Climate data for Sandu, elevation 448 m (1,470 ft), (1991–2020 normals, extremes 1981–present)
| Month | Jan | Feb | Mar | Apr | May | Jun | Jul | Aug | Sep | Oct | Nov | Dec | Year |
| Record high °C (°F) | 25.8 (78.4) | 32.3 (90.1) | 36.1 (97.0) | 37.1 (98.8) | 36.4 (97.5) | 37.5 (99.5) | 39.2 (102.6) | 38.8 (101.8) | 38.4 (101.1) | 35.7 (96.3) | 32.0 (89.6) | 28.1 (82.6) | 39.2 (102.6) |
| Mean daily maximum °C (°F) | 11.8 (53.2) | 15.1 (59.2) | 19.0 (66.2) | 24.6 (76.3) | 28.0 (82.4) | 30.2 (86.4) | 32.2 (90.0) | 32.6 (90.7) | 30.0 (86.0) | 24.7 (76.5) | 20.4 (68.7) | 14.8 (58.6) | 23.6 (74.5) |
| Daily mean °C (°F) | 7.9 (46.2) | 10.6 (51.1) | 14.1 (57.4) | 19.2 (66.6) | 22.7 (72.9) | 25.2 (77.4) | 26.7 (80.1) | 26.3 (79.3) | 23.8 (74.8) | 19.3 (66.7) | 14.8 (58.6) | 9.8 (49.6) | 18.4 (65.1) |
| Mean daily minimum °C (°F) | 5.5 (41.9) | 7.7 (45.9) | 11.1 (52.0) | 15.7 (60.3) | 19.2 (66.6) | 22.2 (72.0) | 23.4 (74.1) | 22.8 (73.0) | 20.2 (68.4) | 16.1 (61.0) | 11.6 (52.9) | 6.9 (44.4) | 15.2 (59.4) |
| Record low °C (°F) | −2.9 (26.8) | −1.9 (28.6) | −0.5 (31.1) | 5.7 (42.3) | 7.2 (45.0) | 12.5 (54.5) | 15.4 (59.7) | 17.1 (62.8) | 11.9 (53.4) | 6.4 (43.5) | 0.3 (32.5) | −3.5 (25.7) | −3.5 (25.7) |
| Average precipitation mm (inches) | 37.0 (1.46) | 36.9 (1.45) | 69.7 (2.74) | 118.7 (4.67) | 205.1 (8.07) | 278.8 (10.98) | 224.5 (8.84) | 162.1 (6.38) | 90.5 (3.56) | 76.9 (3.03) | 47.3 (1.86) | 27.4 (1.08) | 1,374.9 (54.12) |
| Average precipitation days (≥ 0.1 mm) | 13.2 | 11.7 | 16.0 | 16.7 | 18.1 | 18.3 | 17.1 | 15.1 | 10.6 | 11.7 | 9.8 | 9.7 | 168 |
| Average snowy days | 1.9 | 0.7 | 0.1 | 0 | 0 | 0 | 0 | 0 | 0 | 0 | 0 | 0.5 | 3.2 |
| Average relative humidity (%) | 78 | 76 | 78 | 78 | 80 | 83 | 82 | 81 | 80 | 81 | 79 | 76 | 79 |
| Mean monthly sunshine hours | 34.0 | 48.8 | 62.5 | 87.6 | 103.2 | 87.0 | 139.1 | 161.6 | 129.0 | 90.3 | 82.8 | 63.0 | 1,088.9 |
| Percentage possible sunshine | 10 | 15 | 17 | 23 | 25 | 21 | 33 | 40 | 35 | 25 | 26 | 19 | 24 |
Source: China Meteorological Administration

== Demographics ==
As of 2021, Sandu Shui Autonomous County has a registered hukou population of 380,871, of which, 96,869 belong to urban areas, and the remaining 284,002 belong to rural areas, giving the autonomous county an urbanization rate of 25.43%.
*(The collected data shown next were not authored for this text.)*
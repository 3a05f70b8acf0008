use anyhow::{Context, Result};

use crate::render::{RenderTarget, SurfaceCtx};

use super::GpuErrorSink;

/// Window-less device for offscreen rendering and tests.
///
/// Built on wgpu's no-op backend: every call is validated by wgpu-core exactly
/// as on a real driver, but nothing reaches a GPU. Validation failures land in
/// the error sink like they would for a windowed [`Gpu`](super::Gpu).
pub struct HeadlessGpu {
    _instance: wgpu::Instance,
    device: wgpu::Device,
    queue: wgpu::Queue,
    errors: GpuErrorSink,
}

impl HeadlessGpu {
    /// Creates a device on the no-op backend. Blocks until the device is ready.
    pub fn noop() -> Result<Self> {
        pollster::block_on(Self::new_noop())
    }

    async fn new_noop() -> Result<Self> {
        let instance = wgpu::Instance::new(&wgpu::InstanceDescriptor {
            backends: wgpu::Backends::NOOP,
            backend_options: wgpu::BackendOptions {
                noop: wgpu::NoopBackendOptions { enable: true },
                ..Default::default()
            },
            ..Default::default()
        });

        let adapter = instance
            .request_adapter(&wgpu::RequestAdapterOptions::default())
            .await
            .context("no-op adapter unavailable")?;

        let (device, queue) = adapter
            .request_device(&wgpu::DeviceDescriptor {
                label: Some("fuchsia-engine headless device"),
                required_limits: wgpu::Limits::downlevel_webgl2_defaults(),
                ..Default::default()
            })
            .await
            .context("failed to create headless device/queue")?;

        let errors = GpuErrorSink::install(&device);

        Ok(Self {
            _instance: instance,
            device,
            queue,
            errors,
        })
    }

    pub fn device(&self) -> &wgpu::Device {
        &self.device
    }

    pub fn errors(&self) -> &GpuErrorSink {
        &self.errors
    }

    /// Surface context for a target of `format` at scale factor 1.
    pub fn surface_ctx(&self, format: wgpu::TextureFormat) -> SurfaceCtx<'_> {
        SurfaceCtx::new(&self.device, &self.queue, &self.errors, format, 1.0)
    }

    /// Allocates a color texture usable as a render target.
    pub fn create_target(
        &self,
        width: u32,
        height: u32,
        format: wgpu::TextureFormat,
    ) -> OffscreenTarget {
        let texture = self.device.create_texture(&wgpu::TextureDescriptor {
            label: Some("fuchsia offscreen target"),
            size: wgpu::Extent3d {
                width,
                height,
                depth_or_array_layers: 1,
            },
            mip_level_count: 1,
            sample_count: 1,
            dimension: wgpu::TextureDimension::D2,
            format,
            usage: wgpu::TextureUsages::RENDER_ATTACHMENT | wgpu::TextureUsages::COPY_SRC,
            view_formats: &[],
        });
        let view = texture.create_view(&wgpu::TextureViewDescriptor::default());

        OffscreenTarget { texture, view }
    }
}

/// Color texture rendered to by a [`HeadlessGpu`].
pub struct OffscreenTarget {
    pub texture: wgpu::Texture,
    pub view: wgpu::TextureView,
}

impl OffscreenTarget {
    pub fn size(&self) -> (u32, u32) {
        (self.texture.width(), self.texture.height())
    }

    pub fn render_target(&self) -> RenderTarget<'_> {
        RenderTarget::new(&self.view, self.size())
    }
}

#[cfg(test)]
mod tests {
    use super::*;

    #[test]
    fn noop_device_reports_validation_errors_to_the_sink() {
        let gpu = HeadlessGpu::noop().expect("no-op backend");
        assert!(gpu.errors().is_clear());

        // MAP_READ and MAP_WRITE together are rejected by validation.
        let _buffer = gpu.device().create_buffer(&wgpu::BufferDescriptor {
            label: Some("invalid usage"),
            size: 16,
            usage: wgpu::BufferUsages::MAP_READ | wgpu::BufferUsages::MAP_WRITE,
            mapped_at_creation: false,
        });

        assert!(gpu.errors().check().is_err());
        assert!(gpu.errors().check().is_ok());
    }

    #[test]
    fn offscreen_target_has_requested_size() {
        let gpu = HeadlessGpu::noop().expect("no-op backend");
        let target = gpu.create_target(64, 32, wgpu::TextureFormat::Rgba8UnormSrgb);
        assert_eq!(target.size(), (64, 32));
        assert_eq!(target.render_target().size, (64, 32));
        assert!(gpu.errors().is_clear());
    }
}
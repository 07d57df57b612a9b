//! Persistent storage layer over [redb](https://docs.rs/redb).
//!
//! A single database file holds every index: a process-wide registry
//! table plus six derived tables per index (see [`schema`]). redb
//! provides ACID transactions with MVCC — concurrent snapshot readers,
//! one writer, durable commit — so multi-key updates (chunk record +
//! doc→chunk mapping + vector mapping) are atomic.
//!
//! # File Layout
//!
//! Opening a store at `<data_path>/indexes.db` creates:
//! - `<data_path>/indexes.db` — the database file
//! - a lock file for writer coordination (managed by redb)

pub mod schema;

use std::fs;
use std::path::{Path, PathBuf};

use redb::{Database, ReadTransaction, ReadableTable, TableDefinition, TableError, WriteTransaction};
use tracing::{debug, info, instrument};

use crate::error::{NotFoundError, Result, SemdexError, StorageError};
use crate::types::{Chunk, Document};

use schema::{
    bucket_name, encode_vector_key, IndexMetadata, CONFIG_TABLE, INDEXES_TABLE, INDEX_ACTIVE,
    INDEX_BUCKETS, METADATA_KEY,
};

/// Embedded key-value store for documents, chunks, and index metadata.
///
/// All methods take `&self`; redb handles synchronization internally
/// (MVCC readers, exclusive writer).
#[derive(Debug)]
pub struct Storage {
    db: Database,
    path: PathBuf,
}
//! Process-wide index manager.
//!
//! Owns the single storage handle plus one [`SearchIndex`] coordinator per
//! registered index. Opening the manager scans the registry and
//! reconstructs every coordinator, loading its graph snapshot from disk
//! (a missing snapshot is normal; an unreadable one leaves the graph
//! empty and is logged, never fatal).

use std::collections::HashMap;
use std::fs;
use std::sync::{Arc, RwLock};

use tracing::{info, instrument, warn};

use crate::chunker::Chunker;
use crate::config::Config;
use crate::embedding::{create_embedder, Embedder};
use crate::error::{NotFoundError, Result, SemdexError};
use crate::index::SearchIndex;
use crate::storage::Storage;

/// File name of the key-value store inside the data directory.
const STORE_FILE: &str = "indexes.db";

/// Fallback ANN dimension when the embedder's model is unknown and no
/// call has been made yet (nomic-embed-text's dimension).
const DEFAULT_DIMENSION: usize = 768;

/// Manages the set of named indexes backed by one data directory.
///
/// # Thread Safety
///
/// `IndexManager` is `Send + Sync`; share it across threads with `Arc`.
/// Coordinators are handed out as `Arc<SearchIndex>` and stay valid even
/// while other indexes are created or deleted.
pub struct IndexManager {
    config: Config,
    storage: Arc<Storage>,
    embedder: Arc<dyn Embedder>,
    chunker: Arc<Chunker>,
    indexes: RwLock<HashMap<String, Arc<SearchIndex>>>,
}

impl std::fmt::Debug for IndexManager {
    fn fmt(&self, f: &mut std::fmt::Formatter<'_>) -> std::fmt::Result {
        let count = self.indexes.read().map(|m| m.len()).unwrap_or(0);
        f.debug_struct("IndexManager")
            .field("data_path", &self.config.data_path)
            .field("indexes", &count)
            .finish_non_exhaustive()
    }
}

impl IndexManager {
    /// Opens the manager with the embedding client described by the
    /// configuration.
    ///
    /// Creates the data directory tree, opens the store, and reconstructs
    /// a coordinator for every registered index.
    ///
    /// # Errors
    ///
    /// Returns an error if the configuration is invalid or the store
    /// cannot be opened.
    pub fn open(config: Config) -> Result<Self> {
        config.validate()?;
        let embedder: Arc<dyn Embedder> = Arc::from(create_embedder(&config)?);
        Self::open_with(config, embedder)
    }

    /// Opens the manager with a custom [`Embedder`] implementation.
    ///
    /// Use this to plug in an embedding provider other than the bundled
    /// HTTP client (a different service, a local model, a test double).
    pub fn open_with_embedder(config: Config, embedder: Arc<dyn Embedder>) -> Result<Self> {
        config.validate()?;
        Self::open_with(config, embedder)
    }

    #[instrument(skip_all, fields(data_path = %config.data_path.display()))]
    fn open_with(config: Config, embedder: Arc<dyn Embedder>) -> Result<Self> {
        info!("Opening index manager");

        fs::create_dir_all(&config.data_path)?;
        let storage = Arc::new(Storage::open(config.data_path.join(STORE_FILE))?);
        let chunker = Arc::new(Chunker::new(config.chunk_size, config.chunk_overlap)?);

        let mut indexes = HashMap::new();
        for name in storage.list_indexes()? {
            match Self::build_index(&name, &storage, &embedder, &chunker, &config) {
                Ok(index) => {
                    indexes.insert(name, Arc::new(index));
                }
                Err(e) => {
                    // A coordinator that cannot come up at all (directory
                    // creation, invalid dimension) is a hard failure; graph
                    // snapshot problems are already absorbed below it.
                    warn!(index = %name, error = %e, "Failed to open index");
                    return Err(e);
                }
            }
        }

        info!(indexes = indexes.len(), "Index manager opened");
        Ok(Self {
            config,
            storage,
            embedder,
            chunker,
            indexes: RwLock::new(indexes),
        })
    }

    fn build_index(
        name: &str,
        storage: &Arc<Storage>,
        embedder: &Arc<dyn Embedder>,
        chunker: &Arc<Chunker>,
        config: &Config,
    ) -> Result<SearchIndex> {
        let dimension = match embedder.dimension() {
            0 => DEFAULT_DIMENSION,
            d => d,
        };
        SearchIndex::open(
            name,
            Arc::clone(storage),
            Arc::clone(embedder),
            Arc::clone(chunker),
            config,
            dimension,
        )
    }

    /// Creates a new index.
    ///
    /// # Errors
    ///
    /// Returns `AlreadyExists` if the name is already registered.
    #[instrument(skip(self))]
    pub fn create_index(&self, name: &str) -> Result<Arc<SearchIndex>> {
        self.storage.create_index(name)?;

        let index = Arc::new(Self::build_index(
            name,
            &self.storage,
            &self.embedder,
            &self.chunker,
            &self.config,
        )?);

        self.lock_indexes_write()?
            .insert(name.to_string(), Arc::clone(&index));

        info!(index = name, "Index created");
        Ok(index)
    }

    /// Returns the coordinator for an existing index.
    ///
    /// # Errors
    ///
    /// Returns `NotFound` for an unknown name.
    pub fn get_index(&self, name: &str) -> Result<Arc<SearchIndex>> {
        self.lock_indexes_read()?
            .get(name)
            .cloned()
            .ok_or_else(|| NotFoundError::index(name).into())
    }

    /// Deletes an index: registry entry, all buckets, and graph files.
    ///
    /// # Errors
    ///
    /// Returns `NotFound` for an unknown name.
    #[instrument(skip(self))]
    pub fn delete_index(&self, name: &str) -> Result<()> {
        let removed = self
            .lock_indexes_write()?
            .remove(name)
            .ok_or_else(|| SemdexError::from(NotFoundError::index(name)))?;

        self.storage.delete_index(name)?;

        if let Err(e) = removed.remove_graph_files() {
            warn!(index = name, error = %e, "Failed to remove graph files");
        }

        info!(index = name, "Index deleted");
        Ok(())
    }

    /// Lists all registered index names.
    pub fn list_indexes(&self) -> Result<Vec<String>> {
        self.storage.list_indexes()
    }

    /// Closes every coordinator (saving dirty graphs), then the store.
    ///
    /// Consumes the manager; it cannot be used afterwards.
    #[instrument(skip(self))]
    pub fn close(self) -> Result<()> {
        info!("Closing index manager");

        {
            let indexes = self.lock_indexes_read()?;
            for (name, index) in indexes.iter() {
                if let Err(e) = index.close() {
                    warn!(index = %name, error = %e, "Failed to save graph during close");
                }
            }
        }

        drop(self.indexes);
        match Arc::try_unwrap(self.storage) {
            Ok(storage) => storage.close()?,
            // Outstanding SearchIndex handles still reference the store;
            // redb stays consistent either way since commits are durable.
            Err(_) => warn!("Storage handle still shared at close, skipping explicit close"),
        }

        info!("Index manager closed");
        Ok(())
    }

    fn lock_indexes_read(
        &self,
    ) -> Result<std::sync::RwLockReadGuard<'_, HashMap<String, Arc<SearchIndex>>>> {
        self.indexes
            .read()
            .map_err(|_| SemdexError::config("index registry lock poisoned"))
    }

    fn lock_indexes_write(
        &self,
    ) -> Result<std::sync::RwLockWriteGuard<'_, HashMap<String, Arc<SearchIndex>>>> {
        self.indexes
            .write()
            .map_err(|_| SemdexError::config("index registry lock poisoned"))
    }
}
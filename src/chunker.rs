//! Token-accurate text chunking.
//!
//! Documents are segmented into overlapping windows of `cl100k_base`
//! tokens (the GPT-4 byte-pair encoding). Chunk boundaries are exact token
//! boundaries, so `count_tokens` on a chunk never exceeds the configured
//! window size and consecutive chunks share exactly `overlap_size` tokens.

use sha2::{Digest, Sha256};
use tiktoken_rs::{cl100k_base, CoreBPE};
use tracing::debug;

use crate::config::MIN_CHUNK_SIZE;
use crate::error::{Result, SemdexError};

/// One token window of a document, before embedding.
///
/// Parent URI and metadata attachment are the coordinator's job; the
/// chunker only segments text and derives chunk identifiers.
#[derive(Clone, Debug, PartialEq, Eq)]
pub struct Chunk {
    /// Chunk identifier: 16 hex chars of `SHA-256(text || "_" || position)`.
    pub id: String,

    /// Decoded chunk text.
    pub text: String,

    /// 0-based ordinal within the source document.
    pub position: usize,
}

/// Splits text into overlapping token windows using `cl100k_base`.
pub struct Chunker {
    chunk_size: usize,
    overlap_size: usize,
    encoder: CoreBPE,
}

impl std::fmt::Debug for Chunker {
    fn fmt(&self, f: &mut std::fmt::Formatter<'_>) -> std::fmt::Result {
        f.debug_struct("Chunker")
            .field("chunk_size", &self.chunk_size)
            .field("overlap_size", &self.overlap_size)
            .finish_non_exhaustive()
    }
}

impl Chunker {
    /// Creates a chunker with the given window and overlap sizes, in tokens.
    ///
    /// # Errors
    ///
    /// Returns a `Config` error if `chunk_size` is below 50 tokens or
    /// `overlap_size` is not smaller than `chunk_size`.
    pub fn new(chunk_size: usize, overlap_size: usize) -> Result<Self> {
        if chunk_size < MIN_CHUNK_SIZE {
            return Err(SemdexError::config(
                "chunk size must be at least 50 tokens",
            ));
        }
        if overlap_size >= chunk_size {
            return Err(SemdexError::config(
                "overlap cannot be larger than or equal to chunk size",
            ));
        }

        let encoder = cl100k_base()
            .map_err(|e| SemdexError::config(format!("failed to load cl100k_base encoder: {e}")))?;

        Ok(Self {
            chunk_size,
            overlap_size,
            encoder,
        })
    }

    /// Splits `text` into chunks with overlap.
    ///
    /// Empty input yields no chunks. Input that fits within one window
    /// yields a single chunk carrying the original text verbatim (no
    /// decode round-trip). Longer input is windowed with stride
    /// `chunk_size - overlap_size`; the window that reaches the end of the
    /// token sequence is the last one emitted.
    pub fn chunk(&self, text: &str) -> Result<Vec<Chunk>> {
        if text.is_empty() {
            return Ok(Vec::new());
        }

        let tokens = self.encoder.encode_ordinary(text);
        let token_count = tokens.len();

        if token_count <= self.chunk_size {
            debug!(token_count, "Text fits in a single chunk");
            return Ok(vec![Chunk {
                id: chunk_id(text, 0),
                text: text.to_string(),
                position: 0,
            }]);
        }

        let stride = self.chunk_size - self.overlap_size;
        let mut chunks = Vec::with_capacity(token_count / stride + 1);
        let mut position = 0;
        let mut start = 0;

        while start < token_count {
            let end = (start + self.chunk_size).min(token_count);
            let window = tokens[start..end].to_vec();
            let chunk_text = self.encoder.decode(window).map_err(|e| {
                SemdexError::chunking(format!(
                    "failed to decode token window at position {position}: {e}"
                ))
            })?;

            chunks.push(Chunk {
                id: chunk_id(&chunk_text, position),
                text: chunk_text,
                position,
            });
            position += 1;

            if end == token_count {
                break;
            }
            start += stride;
        }

        debug!(
            input_tokens = token_count,
            chunks = chunks.len(),
            chunk_size = self.chunk_size,
            overlap = self.overlap_size,
            "Text chunked"
        );

        Ok(chunks)
    }

    /// Returns the number of `cl100k_base` tokens in `text` (0 for empty
    /// input).
    pub fn count_tokens(&self, text: &str) -> usize {
        if text.is_empty() {
            return 0;
        }
        self.encoder.encode_ordinary(text).len()
    }

    /// Configured window size in tokens.
    pub fn chunk_size(&self) -> usize {
        self.chunk_size
    }

    /// Configured overlap in tokens.
    pub fn overlap_size(&self) -> usize {
        self.overlap_size
    }
}

/// Derives a chunk identifier: the first 16 hex characters of
/// `SHA-256(text || "_" || position)`.
///
/// Sixteen hex characters are unique enough within a single index;
/// callers must not rely on uniqueness across indexes.
fn chunk_id(text: &str, position: usize) -> String {
    let mut hasher = Sha256::new();
    hasher.update(text.as_bytes());
    hasher.update(b"_");
    hasher.update(position.to_string().as_bytes());
    let digest = format!("{:x}", hasher.finalize());
    digest[..16].to_string()
}
//! Core data types for semdex: documents, chunks, results, and the
//! batch-ingest control surface (progress updates and cancellation).

use std::collections::BTreeMap;
use std::fmt;
use std::sync::atomic::{AtomicBool, Ordering};
use std::sync::Arc;

use serde::{Deserialize, Serialize};
use sha2::{Digest, Sha256};

/// Free-form document metadata: string keys mapping to scalars, arrays,
/// or nested maps.
///
/// Backed by `serde_json::Map`, which keeps keys sorted. The sorted order
/// is what makes [`Document::content_hash`] stable across logically equal
/// maps built in different insertion orders.
pub type Metadata = serde_json::Map<String, serde_json::Value>;

/// A document submitted for indexing.
///
/// The URI is the primary key within an index and part of the
/// change-detection surface: re-ingesting the same URI with identical
/// title, content, and metadata is a no-op.
#[derive(Clone, Debug, PartialEq, Serialize, Deserialize)]
pub struct Document {
    /// Caller-provided URI, unique within an index.
    pub uri: String,

    /// Document title.
    pub title: String,

    /// Full text content.
    pub content: String,

    /// Optional metadata, inherited by the document's chunks.
    #[serde(default, skip_serializing_if = "Option::is_none")]
    pub metadata: Option<Metadata>,
}

impl Document {
    /// Creates a document without metadata.
    pub fn new(
        uri: impl Into<String>,
        title: impl Into<String>,
        content: impl Into<String>,
    ) -> Self {
        Self {
            uri: uri.into(),
            title: title.into(),
            content: content.into(),
            metadata: None,
        }
    }

    /// Attaches metadata to the document.
    pub fn with_metadata(mut self, metadata: Metadata) -> Self {
        self.metadata = Some(metadata);
        self
    }

    /// Computes the change-detection hash for this document.
    ///
    /// `SHA-256(title || content || canonical_json(metadata))`, lowercase
    /// hex. Metadata is serialized with sorted keys, so two logically equal
    /// maps always hash identically.
    pub fn content_hash(&self) -> String {
        let mut hasher = Sha256::new();
        hasher.update(self.title.as_bytes());
        hasher.update(self.content.as_bytes());
        if let Some(metadata) = &self.metadata {
            let canonical = serde_json::to_string(metadata).unwrap_or_default();
            hasher.update(canonical.as_bytes());
        }
        format!("{:x}", hasher.finalize())
    }
}

/// A stored chunk: one token window of a document, with its embedding.
#[derive(Clone, Debug, Serialize, Deserialize)]
pub struct Chunk {
    /// Chunk identifier (16 hex chars of the chunk content hash).
    pub id: String,

    /// Vector identifier in the ANN index. Monotonic per index,
    /// never reused.
    pub vector_id: u64,

    /// URI of the parent document.
    pub document_uri: String,

    /// Decoded chunk text.
    pub text: String,

    /// Embedding vector; length equals the index dimension.
    pub embedding: Vec<f32>,

    /// 0-based ordinal of this chunk within its document.
    pub position: usize,

    /// Metadata inherited from the parent document.
    #[serde(default, skip_serializing_if = "Option::is_none")]
    pub metadata: Option<Metadata>,
}

/// Options controlling a batch ingest.
#[derive(Clone, Copy, Debug, Default)]
pub struct BatchOptions {
    /// Treat every submitted document as changed, skipping the stored-hash
    /// comparison.
    pub force_update: bool,
}

impl BatchOptions {
    /// Returns options that force reprocessing of every document.
    pub fn force() -> Self {
        Self { force_update: true }
    }
}

/// Outcome of a batch ingest.
#[derive(Clone, Debug, Default, Serialize, Deserialize)]
pub struct BatchResult {
    /// Number of documents submitted.
    pub total_documents: usize,

    /// Documents with no prior record under their URI.
    pub new_documents: usize,

    /// Documents whose stored hash differed (or force_update was set).
    pub updated_documents: usize,

    /// Documents skipped because their hash matched.
    pub unchanged_documents: usize,

    /// Chunks stored and indexed across all processed documents.
    pub processed_chunks: usize,

    /// Per-document failures, keyed by URI. Failed documents do not abort
    /// the batch.
    #[serde(default, skip_serializing_if = "BTreeMap::is_empty")]
    pub failed_uris: BTreeMap<String, String>,
}

/// One ranked hit from a semantic search.
#[derive(Clone, Debug, Serialize, Deserialize)]
pub struct SearchResult {
    /// The parent document of the matching chunk.
    pub document: Document,

    /// Similarity score in `[0, 1]`; higher is closer.
    pub score: f32,

    /// Identifier of the matching chunk.
    pub chunk_id: String,

    /// Text of the matching chunk.
    pub chunk_text: String,

    /// Name of the index that produced this hit.
    pub index_name: String,
}

/// Statistics for one index.
#[derive(Clone, Debug, Serialize, Deserialize)]
pub struct IndexStats {
    /// Index name.
    pub name: String,

    /// Live document count.
    pub document_count: usize,

    /// Cached chunk count from the last ingest.
    pub chunk_count: usize,

    /// RFC 3339 timestamp of the last metadata update.
    pub last_updated: String,

    /// On-disk size of the index's ANN graph snapshot, in bytes.
    pub size_bytes: u64,
}

/// Pipeline stage reported in a [`ProgressUpdate`].
#[derive(Clone, Copy, Debug, PartialEq, Eq, Serialize, Deserialize)]
#[serde(rename_all = "lowercase")]
pub enum ProgressStage {
    /// Phase A: hash-based change detection.
    Checking,
    /// Phase B: chunking, embedding, and indexing one document.
    Processing,
    /// Embedding a document's chunk batch.
    Embedding,
    /// Phase C: persisting the ANN graph.
    Saving,
    /// The batch finished.
    Complete,
}

impl fmt::Display for ProgressStage {
    fn fmt(&self, f: &mut fmt::Formatter<'_>) -> fmt::Result {
        let s = match self {
            Self::Checking => "checking",
            Self::Processing => "processing",
            Self::Embedding => "embedding",
            Self::Saving => "saving",
            Self::Complete => "complete",
        };
        f.write_str(s)
    }
}

/// A progress update emitted during batch ingest.
///
/// Updates are sent over an `std::sync::mpsc` channel supplied by the
/// caller; sends are best-effort and a dropped receiver never fails the
/// batch.
#[derive(Clone, Debug, Serialize, Deserialize)]
pub struct ProgressUpdate {
    /// Current pipeline stage.
    pub stage: ProgressStage,

    /// Current item number within the stage.
    pub current: usize,

    /// Total items in the stage.
    pub total: usize,

    /// Human-readable description.
    pub message: String,

    /// URI of the document being worked on, when applicable.
    #[serde(default, skip_serializing_if = "Option::is_none")]
    pub uri: Option<String>,
}

/// Cooperative cancellation token for batch ingest.
///
/// Cloning shares the underlying flag. The ingest loop polls the token
/// between documents; in-flight per-document work runs to completion
/// before the token is honored.
///
/// ```rust
/// use semdex::CancelToken;
///
/// let token = CancelToken::new();
/// let handle = token.clone();
/// assert!(!token.is_cancelled());
/// handle.cancel();
/// assert!(token.is_cancelled());
/// ```
#[derive(Clone, Debug, Default)]
pub struct CancelToken {
    flag: Arc<AtomicBool>,
}

impl CancelToken {
    /// Creates a fresh, uncancelled token.
    pub fn new() -> Self {
        Self::default()
    }

    /// Requests cancellation. Idempotent.
    pub fn cancel(&self) {
        self.flag.store(true, Ordering::SeqCst);
    }

    /// Returns true once [`cancel`](Self::cancel) has been called.
    pub fn is_cancelled(&self) -> bool {
        self.flag.load(Ordering::SeqCst)
    }
}
//! # semdex
//!
//! Embedded semantic document search engine.
//!
//! semdex ingests batches of text documents, splits them into overlapping
//! token windows, obtains dense vector embeddings from an external
//! embedding service, stores chunks with their vectors in an embedded
//! key-value store, and maintains an in-memory HNSW graph per index for
//! approximate nearest-neighbor search.
//!
//! ## Quick Start
//!
//! ```rust,ignore
//! use semdex::{BatchOptions, CancelToken, Config, Document, IndexManager};
//!
//! // Open or create a data directory
//! let manager = IndexManager::open(Config::new("./semdex-data"))?;
//!
//! // Create an index
//! let index = manager.create_index("docs")?;
//!
//! // Ingest documents (unchanged documents are skipped on re-ingest)
//! let result = index.ingest(
//!     &[Document::new("doc1", "Intro", "Some text to index...")],
//!     &BatchOptions::default(),
//!     None,
//!     &CancelToken::new(),
//! )?;
//! println!("indexed {} chunks", result.processed_chunks);
//!
//! // Semantic search
//! for hit in index.search("text about introductions", 5)? {
//!     println!("{:.3}  {}", hit.score, hit.document.uri);
//! }
//!
//! // Clean up
//! manager.close()?;
//! ```
//!
//! ## Key Concepts
//!
//! ### Index
//!
//! An **index** is an isolated namespace of documents with its own HNSW
//! graph. Indexes are registered in a single embedded store and addressed
//! by name.
//!
//! ### Ingest pipeline
//!
//! Batch ingest is idempotent: each document's title, content, and
//! metadata are hashed, and documents whose stored hash matches are
//! skipped. Changed documents are re-chunked, re-embedded, and their old
//! chunks replaced. Per-document failures are collected in the batch
//! result without aborting the rest of the batch.
//!
//! ### Embedding service
//!
//! Embeddings come from an external HTTP service speaking the Ollama
//! `/api/embed` contract. Any other provider can be plugged in through
//! the [`embedding::Embedder`] trait and
//! [`IndexManager::open_with_embedder`].
//!
//! ## Thread Safety
//!
//! [`IndexManager`] and [`SearchIndex`] are `Send + Sync`; share them
//! across threads with `Arc`. Mutations on one index are serialized;
//! searches run concurrently and see either the pre- or post-mutation
//! graph, never a half-applied state.

#![warn(missing_docs)]
#![warn(rustdoc::missing_crate_level_docs)]

// ============================================================================
// Module declarations
// ============================================================================

mod config;
mod error;
mod index;
mod manager;
mod types;

pub mod chunker;
pub mod embedding;
pub mod storage;
pub mod vector;

// ============================================================================
// Public API re-exports
// ============================================================================

// Entry points
pub use index::SearchIndex;
pub use manager::IndexManager;

// Configuration
pub use config::{Config, DistanceKind, HnswConfig, MIN_CHUNK_SIZE};

// Error handling
pub use error::{NotFoundError, Result, SemdexError, StorageError};

// Core types
pub use types::{
    BatchOptions, BatchResult, CancelToken, Chunk, Document, IndexStats, Metadata, ProgressStage,
    ProgressUpdate, SearchResult,
};

// Storage metadata (for advanced users)
pub use storage::schema::IndexMetadata;

// ============================================================================
// Prelude module for convenient imports
// ============================================================================

/// Convenient imports for common semdex usage.
///
/// ```rust
/// use semdex::prelude::*;
/// ```
pub mod prelude {
    pub use crate::config::Config;
    pub use crate::error::{Result, SemdexError};
    pub use crate::index::SearchIndex;
    pub use crate::manager::IndexManager;
    pub use crate::types::{
        BatchOptions, BatchResult, CancelToken, Document, IndexStats, SearchResult,
    };
}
Per a 2022 county government publication, 67% of the autonomous county's population is ethnically Shui, another 30% belong to other recognized ethnic minorities, and just 3% of the population is ethnically Han Chinese.

The average annual disposable income for urban residents as of 2021 totaled 35,874 renminbi (RMB), a 9% increase from the previous year, and the second highest among county-level divisions in the Qiannan Buyei and Miao Autonomous Prefecture.

== Transport ==
Sandu is served by the Guiyang–Guangzhou high-speed railway, with a travel time of 50 minutes to Guiyang. It is also connected by G76 Xiamen–Chengdu Expressway and several provincial expressways.